Forget Joan Didion, ask the Delphic oracle instead

Oh gee – there might be an irony gap developing. How horrifying, how shocking, how alarming.

Its ill health was noted by, among others, no less an ironist than Joan Didion, the nation’s poet laureate of disillusion. The week after the election, in a talk at the New York Public Library, Ms. Didion lamented that the United States in the era of Barack Obama had become an “irony-free zone,” a vast Kool-Aid tank where “naïveté, translated into ‘hope,’ was now in” and where “innocence, even when it looked like ignorance, was now prized.”

Did she. Well that strikes me as quite a stupid thing to say. Is that ironic?

But Ms. Didion might be on to something. A Nexis search found that the incidence of the words “irony,” “ironic” and “ironically” in major American newspapers during the two-week period beginning Nov. 6 slipped 19 percent from the same period last year.

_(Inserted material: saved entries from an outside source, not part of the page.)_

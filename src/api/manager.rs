use log::info;
use std::sync::Arc;

use super::client::GoogleClient;
use super::drive::DriveObjectStore;
use super::resilience::RetryPolicy;
use super::sheets::SheetsRowStore;
use super::store::{ObjectStore, RowStore};
use crate::config::RemoteConfig;
use crate::error::Result;

/// The two collaborators a run needs, authorized once at start.
#[derive(Clone)]
pub struct AuthorizedClients {
    pub rows: Arc<dyn RowStore>,
    pub objects: Arc<dyn ObjectStore>,
}

/// Authenticate and build the row store and object store clients.
/// Failures are fatal: nothing is processed without valid credentials.
pub async fn authorize(config: &RemoteConfig) -> Result<AuthorizedClients> {
    let http = GoogleClient::build_http()?;
    let token = config.credentials.authenticate(&http).await?;
    info!("Authorized against Google APIs");

    let client = GoogleClient::new(http, token.access_token, RetryPolicy::default());
    Ok(AuthorizedClients {
        rows: Arc::new(SheetsRowStore::new(
            client.clone(),
            config.sheet_id.clone(),
            config.sheet_name.clone(),
        )),
        objects: Arc::new(DriveObjectStore::new(client)),
    })
}
//! In-memory workbook: loaded from template bytes, mutated sheet by sheet,
//! serialized once.

use calamine::{Data, Reader, Xlsx};
use log::{debug, warn};
use rust_xlsxwriter::{Color, Format, FormatAlign, FormatBorder, FormatUnderline, Image};
use std::collections::{BTreeMap, HashMap};
use std::io::Cursor;
use std::sync::Arc;

use super::cell::CellRef;
use super::package::{self, SheetFormat};
use crate::error::{Error, Result};

pub const XLSX_MIME: &str = "application/vnd.openxmlformats-officedocument.spreadsheetml.sheet";

#[derive(Debug, Clone, PartialEq)]
pub enum CellValue {
    Text(String),
    Number(f64),
    Bool(bool),
    /// Spreadsheet serial date.
    DateTime(f64),
}

impl CellValue {
    pub fn as_text(&self) -> Option<&str> {
        match self {
            CellValue::Text(s) => Some(s),
            _ => None,
        }
    }
}

impl From<&str> for CellValue {
    fn from(value: &str) -> Self {
        CellValue::Text(value.to_string())
    }
}

impl From<String> for CellValue {
    fn from(value: String) -> Self {
        CellValue::Text(value)
    }
}

impl From<f64> for CellValue {
    fn from(value: f64) -> Self {
        CellValue::Number(value)
    }
}

#[derive(Debug, Clone, Copy, PartialEq, Eq)]
pub enum BorderWeight {
    Thin,
    Medium,
    Thick,
    Dashed,
    Dotted,
    Double,
    Hair,
    MediumDashed,
    DashDot,
    MediumDashDot,
    DashDotDot,
    MediumDashDotDot,
    SlantDashDot,
}

impl BorderWeight {
    /// Map an OOXML `style` attribute. `none` and unknown styles yield `None`.
    pub fn from_name(name: &str) -> Option<Self> {
        Some(match name {
            "thin" => BorderWeight::Thin,
            "medium" => BorderWeight::Medium,
            "thick" => BorderWeight::Thick,
            "dashed" => BorderWeight::Dashed,
            "dotted" => BorderWeight::Dotted,
            "double" => BorderWeight::Double,
            "hair" => BorderWeight::Hair,
            "mediumDashed" => BorderWeight::MediumDashed,
            "dashDot" => BorderWeight::DashDot,
            "mediumDashDot" => BorderWeight::MediumDashDot,
            "dashDotDot" => BorderWeight::DashDotDot,
            "mediumDashDotDot" => BorderWeight::MediumDashDotDot,
            "slantDashDot" => BorderWeight::SlantDashDot,
            _ => return None,
        })
    }
}

impl From<BorderWeight> for FormatBorder {
    fn from(weight: BorderWeight) -> Self {
        match weight {
            BorderWeight::Thin => FormatBorder::Thin,
            BorderWeight::Medium => FormatBorder::Medium,
            BorderWeight::Thick => FormatBorder::Thick,
            BorderWeight::Dashed => FormatBorder::Dashed,
            BorderWeight::Dotted => FormatBorder::Dotted,
            BorderWeight::Double => FormatBorder::Double,
            BorderWeight::Hair => FormatBorder::Hair,
            BorderWeight::MediumDashed => FormatBorder::MediumDashed,
            BorderWeight::DashDot => FormatBorder::DashDot,
            BorderWeight::MediumDashDot => FormatBorder::MediumDashDot,
            BorderWeight::DashDotDot => FormatBorder::DashDotDot,
            BorderWeight::MediumDashDotDot => FormatBorder::MediumDashDotDot,
            BorderWeight::SlantDashDot => FormatBorder::SlantDashDot,
        }
    }
}

/// One side of a cell border.
#[derive(Debug, Clone, Copy, PartialEq, Eq)]
pub struct Edge {
    pub weight: BorderWeight,
    /// 0xRRGGBB; `None` is the automatic color.
    pub color: Option<u32>,
}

Really? Well hooray – there is nothing more unironic than constantly belaboring the notion of irony. Irony turns deadly earnest the instant you lay claim to it.

Some sometime cynics bristled at the suggestion that they had gone soft or lost their edge. “To me, it’s a false choice to say we’re either going to be running our own little ‘Daily Show’ of the mind 24/7 or we’re going to be completely earnest,” said Kurt Andersen…“One can maintain one’s ironic armor and arsenal where one needs it.”

Well quite. One can be not particularly ‘ironic’ about Obama without being earnest or literal or flat-footed about everything. Does anyone – even Joan Didion – really need to be told this?

But it is at times like these, Ms. Didion seemed to argue, when a distanced perspective is needed most. (Not that she was willing to elaborate on her talk. “Basically,” she said on the phone Tuesday, “I don’t like to talk about anything I’ve written or that I’m writing. What you write down, there it is and you’ve done it.”)

Could that be because it doesn’t mean anything? How ‘ironic’ is Joan Didion anyway? What does it mean to call her ironic? Is there any substance to anything she says or is it just style, just a tic, just an attitude, just a get-me-I’m-hip pose? Is there less there than meets the eye? In other words could it be that she was not willing to elaborate on her talk because she was not able to, because it was just some word-spinning as opposed to an actual thought or argument? I think it could. And I say that without a trace of irony.